----- Data section -----

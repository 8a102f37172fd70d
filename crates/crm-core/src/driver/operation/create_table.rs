use super::Operation;
use crate::schema::db::TableId;

/// Creates a registered table unless it already exists.
#[derive(Debug, Clone, PartialEq)]
pub struct CreateTable {
    pub table: TableId,
}

impl From<CreateTable> for Operation {
    fn from(value: CreateTable) -> Self {
        Self::CreateTable(value)
    }
}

-----

▶ What is expected:
Line by line, repeat the material precisely.

▶ Result for this exercise:
repository 8a102f37172fd70d
filename crates/crm-core/src/driver/operation/create_table.rs
use super::Operation;
use crate::schema::db::TableId;

/// Creates a registered table unless it already exists.
#[derive(Debug, Clone, PartialEq)]
pub struct CreateTable {
    pub table: TableId,
}

impl From<CreateTable> for Operation {
    fn from(value: CreateTable) -> Self {
        Self::CreateTable(value)
    }
}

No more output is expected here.